Cette liste m’aurait évité bien des allers-retours. J’aurais aussi regardé la plaque de support et la membrane élastique avant la pose du carrelage, surtout dans une rénovation de la salle de bain. Si le support me paraît douteux, je préfère demander un avis à un artisan qualifié ou à un bureau d’études plutôt que de jouer au devin.
Comment gérer les imprévus et les petites frictions à l’usage
Erreurs, limites et surprises que j’ai vécues
Je n’avais pas prévu une journée entre deux couches de SEL, ni les reprises autour du seuil.

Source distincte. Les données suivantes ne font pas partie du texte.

impl Resolver {
    pub fn new(
        provider: Arc<dyn MetadataProvider>,
        cache: Arc<RecordCache>,
        scoring: ScoringSettings,
        retry: RetryPolicy,
        gate: Arc<Semaphore>,
        cancel: CancellationToken,
    ) -> Self {
        Self {
            provider,
            cache,
            scoring,
            retry,
            gate,
            cancel,
        }
    }

    /// Resolve one file: cached entry if the file is unchanged, otherwise a
    /// provider query. A successful resolution is written back to the cache;
    /// a failed one leaves any prior entry untouched.
    pub async fn resolve(
        &self,
        file: &SourceFile,
        query: &ParsedQuery,
    ) -> Result<Resolution> {
        if let Some((entry, record)) = self.cache.lookup(&file.identity).await {
            debug!("cache hit for {}", file.path().display());
            return Ok(Resolution::Resolved { entry, record });
        }

        if let Some(hint) = &file.id_hint {
            match self.fetch_with_retries(hint).await? {
                RetryOutcome::Ok(record) => {
                    return Ok(self
                        .accept(file, record, Confidence::Certain)
                        .await);
                }
                RetryOutcome::Rejected(err) => {
                    // Bad hint in a companion file; fall back to search.
                    warn!(
                        "id hint for {} rejected ({err}), falling back to \
                         title search",
                        file.path().display()
                    );
                }
                RetryOutcome::Exhausted(err) => {
                    return Err(EngineError::ProviderUnavailable(
                        err.to_string(),
                    ));
                }
            }
        }

        let candidates = match self.search_with_retries(query).await? {
            RetryOutcome::Ok(candidates) => candidates,
            RetryOutcome::Rejected(err) | RetryOutcome::Exhausted(err) => {
                return Err(EngineError::ProviderUnavailable(err.to_string()));
            }
        };

        let mut scored = self.score(query, candidates);
        if scored.is_empty() {
            self.drop_stale_entry(file).await;
            return Ok(Resolution::NotFound);
        }

        let top_score = scored[0].0;
        let lead = top_score - scored.get(1).map_or(0.0, |(s, _)| *s);
        if top_score >= self.scoring.confidence_threshold
            && (scored.len() == 1 || lead >= self.scoring.lead_margin)
        {
            let (_, record) = scored.swap_remove(0);
            return Ok(self
                .accept(file, record, Confidence::Scored(top_score))
                .await);
        }

        self.drop_stale_entry(file).await;
        scored.truncate(self.scoring.ambiguous_top_n);
        Ok(Resolution::Ambiguous(
            scored.into_iter().map(|(_, record)| record).collect(),
        ))
    }

    /// Apply a manual disambiguation decision: fetch the chosen id and store
    /// it with certain confidence.
    pub async fn confirm(
        &self,
        file: &SourceFile,
        id: &ExternalId,
    ) -> Result<Resolution> {
        match self.fetch_with_retries(id).await? {
            RetryOutcome::Ok(record) => {
                Ok(self.accept(file, record, Confidence::Certain).await)
            }
            RetryOutcome::Rejected(_) => Ok(Resolution::NotFound),
            RetryOutcome::Exhausted(err) => {
                Err(EngineError::ProviderUnavailable(err.to_string()))
            }
        }
    }

    /// Re-fetch records older than `max_age_days`. Stops early when the
    /// provider goes unavailable or the run is cancelled; stale data is
    /// still usable data. Returns the number of refreshed records.
    pub async fn refresh_stale(&self, max_age_days: i64) -> Result<usize> {
        if max_age_days <= 0 {
            return Ok(0);
        }
        let stale = self.cache.stale_record_ids(max_age_days).await;
        let mut refreshed = 0;
        for id in stale {
            if self.cancel.is_cancelled() {
                break;
            }
            match self.fetch_with_retries(&id).await? {
                RetryOutcome::Ok(record) => {
                    self.cache.update_record(record).await;
                    refreshed += 1;
                }
                RetryOutcome::Rejected(err) => {
                    warn!("cannot refresh {id}: {err}");
                }
                RetryOutcome::Exhausted(err) => {
                    warn!("provider unavailable during refresh ({err})");
                    break;
                }
            }
        }
        Ok(refreshed)
    }

    /// A changed file that now classifies as ambiguous or not-found must not
    /// keep planning links from its previous resolution. Provider failures
    /// never reach this point, so an outage leaves prior entries intact.
    async fn drop_stale_entry(&self, file: &SourceFile) {
        if self.cache.invalidate(file.path()).await {
            debug!(
                "dropped stale resolution for {}",
                file.path().display()
            );
        }
    }

    async fn accept(
        &self,
        file: &SourceFile,
        record: MetadataRecord,
        confidence: Confidence,
    ) -> Resolution {
        let entry = ResolutionEntry::new(
            file.identity.clone(),
            record.id.clone(),
            confidence,
        );
        self.cache.store(entry.clone(), record.clone()).await;
        debug!("{} resolved to {}", file.path().display(), record.short());
        Resolution::Resolved { entry, record }
    }

    /// Score, filter, and rank candidates: best first, ties broken by vote
    /// count, then by external id for determinism.
    fn score(
        &self,
        query: &ParsedQuery,
        candidates: Vec<MetadataRecord>,
    ) -> Vec<(f64, MetadataRecord)> {
        let wanted = normalize_title(&query.title);
        let mut scored: Vec<(f64, MetadataRecord)> = candidates
            .into_iter()
            .filter_map(|candidate| {
                let similarity = strsim::jaro_winkler(
                    &wanted,
                    &normalize_title(&candidate.title),
                );
                if similarity < self.scoring.similarity_floor {
                    return None;
                }
                let mut score = self.scoring.title_weight * similarity;
                if query.year == Some(candidate.year) {
                    score += self.scoring.year_weight;
                }
                let votes = candidate.vote_count as f64;
                score += self.scoring.vote_weight * (votes / (votes + 5000.0));
                Some((score, candidate))
            })
            .collect();

        scored.sort_by(|(a_score, a), (b_score, b)| {
            b_score
                .total_cmp(a_score)
                .then_with(|| b.vote_count.cmp(&a.vote_count))
                .then_with(|| a.id.cmp(&b.id))
        });
        scored
    }

    async fn search_with_retries(
        &self,
        query: &ParsedQuery,
    ) -> Result<RetryOutcome<Vec<MetadataRecord>>> {
        self.with_retries(|| {
            self.provider.search(&query.title, query.year)
        })
        .await
    }

    async fn fetch_with_retries(
        &self,
        id: &ExternalId,
    ) -> Result<RetryOutcome<MetadataRecord>> {
        self.with_retries(|| self.provider.fetch(id)).await
    }

    /// Run a provider call under the rate gate, retrying transient failures
    /// with exponential backoff. Cancellation stops new attempts
    /// immediately.
    async fn with_retries<T, F, Fut>(
        &self,
        mut op: F,
    ) -> Result<RetryOutcome<T>>
    where
        F: FnMut() -> Fut,
        Fut: Future<Output = std::result::Result<T, ProviderError>>,
    {
        let mut last_err = None;
        for attempt in 0..self.retry.max_attempts {
            if self.cancel.is_cancelled() {
                return Err(EngineError::Cancelled);
            }
            if attempt > 0 {
                let delay = self.retry.delay_after(attempt - 1);
                tokio::select! {
                    _ = self.cancel.cancelled() => {
                        return Err(EngineError::Cancelled);
                    }
                    _ = tokio::time::sleep(delay) => {}
                }
            }

            let _permit = self
                .gate
                .acquire()
                .await
                .map_err(|_| EngineError::Cancelled)?;
            match op().await {
                Ok(value) => return Ok(RetryOutcome::Ok(value)),
                Err(err) if !err.is_retryable() => {
                    return Ok(RetryOutcome::Rejected(err));
                }
                Err(err) => {
                    debug!(
                        attempt,
                        "provider call failed ({err}), backing off"
                    );
                    last_err = Some(err);
                }
            }
        }
        // max_attempts >= 1, so last_err is set when we get here.
        Ok(RetryOutcome::Exhausted(
            last_err.unwrap_or(ProviderError::Timeout),
        ))
    }
}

J’ai aussi sous-estimé le temps passé à reprendre un angle et à attendre qu’un primaire d’accrochage soit prêt. Sur la terrasse, une pente trop faible a laissé l’eau en bordure pendant 48 heures après une grosse pluie, et ça m’a agacé plus que je ne veux l’admettre. Une réparation simple devient vite pénible quand on a voulu aller trop vite.
La durabilité et l’entretien après pose : ce que j’ai remarqué
Comment prolonger la vie de l’étanchéité sous carrelage
Quand l’étanchéité tient, les joints restent nets plus longtemps et l’odeur humide ne revient pas au ras du sol. Je regarde quand même les angles, le silicone et les joints du carrelage près du receveur, parce qu’un joint qui fonce d’un coup me met tout de suite en alerte. J’ai aussi vu qu’un simple nettoyage trop agressif abîme plus vite les finitions qu’il ne les aide. La durabilité du revêtement tient à ces détails-là, pas à de grandes promesses.
Ce que j’ai retenu, et le prix que j’ai payé
Au bout du compte, cette erreur m’a coûté 400 €, des soirées entières et une bonne dose d’agacement. Si j’avais su, j’aurais traité l’étanchéité sous le carrelage comme la base du chantier, pas comme une couche discrète qu’on ajoute à la fin. L’absence de système complet a laissé entrer l’eau, l’humidité a gagné le support, puis les murs et les joints ont encaissé. J’aurais dû regarder les angles, les reprises et les temps de séchage au lieu de croire que la surface finirait le travail à ma place.
Faq
Comment savoir si mon étanchéité sous carrelage est encore utile après plusieurs années ?
Je regarde d’abord trois choses, l’odeur, les joints et le son sous le doigt. Si je trouve une odeur humide, un joint qui fonce près du receveur, et un carrelage qui sonne creux sur une petite zone, je me méfie tout de suite. Un contrôle des angles, du siphon et des plinthes donne déjà une bonne lecture. Quand deux signaux reviennent ensemble, je ne prends pas ça pour un détail.
Est-Ce que l’étanchéité liquide est toujours préférable à la natte pour une douche à l’italienne ?
Non, pas pour moi. L’étanchéité liquide me paraît plus souple sur des formes simples et des angles irréguliers, mais la natte d’étanchéité rassure quand je veux une barrière plus physique. Dans une douche à l’italienne, je regarde surtout le siphon, les relevés et la régularité de la pente. Le bon choix dépend du support et du temps que je peux laisser sécher.
Quelles erreurs éviter absolument quand on pose une terrasse carrelée extérieure ?
La pente et le support passent avant le carreau. Sans 1 à 2 % de pente, l’eau stagne, puis les joints fatiguent et les reprises reviennent vite. J’éviterais aussi de carreler sur une chape encore humide, ou de négliger une membrane adaptée dehors. Quand le gel arrive, la moindre eau piégée sous le carrelage se rappelle à moi, et le défaut finit par coûter cher.
Combien coûte en moyenne un système d’étanchéité sous carrelage pour une salle de bain de 5 m² ?
Dans mon cas, le surcoût tourne entre 150 et 400 € pour 5 m², selon la résine d’étanchéité, la natte, ou le kit complet avec bandes et accessoires. Ce n’est pas rien quand on compte déjà le carrelage, le mortier colle et les reprises. Mais j’ai payé plus cher une fois en réparation, avec le bas de mur à reprendre et du temps perdu. Là, la note m’a servi de rappel.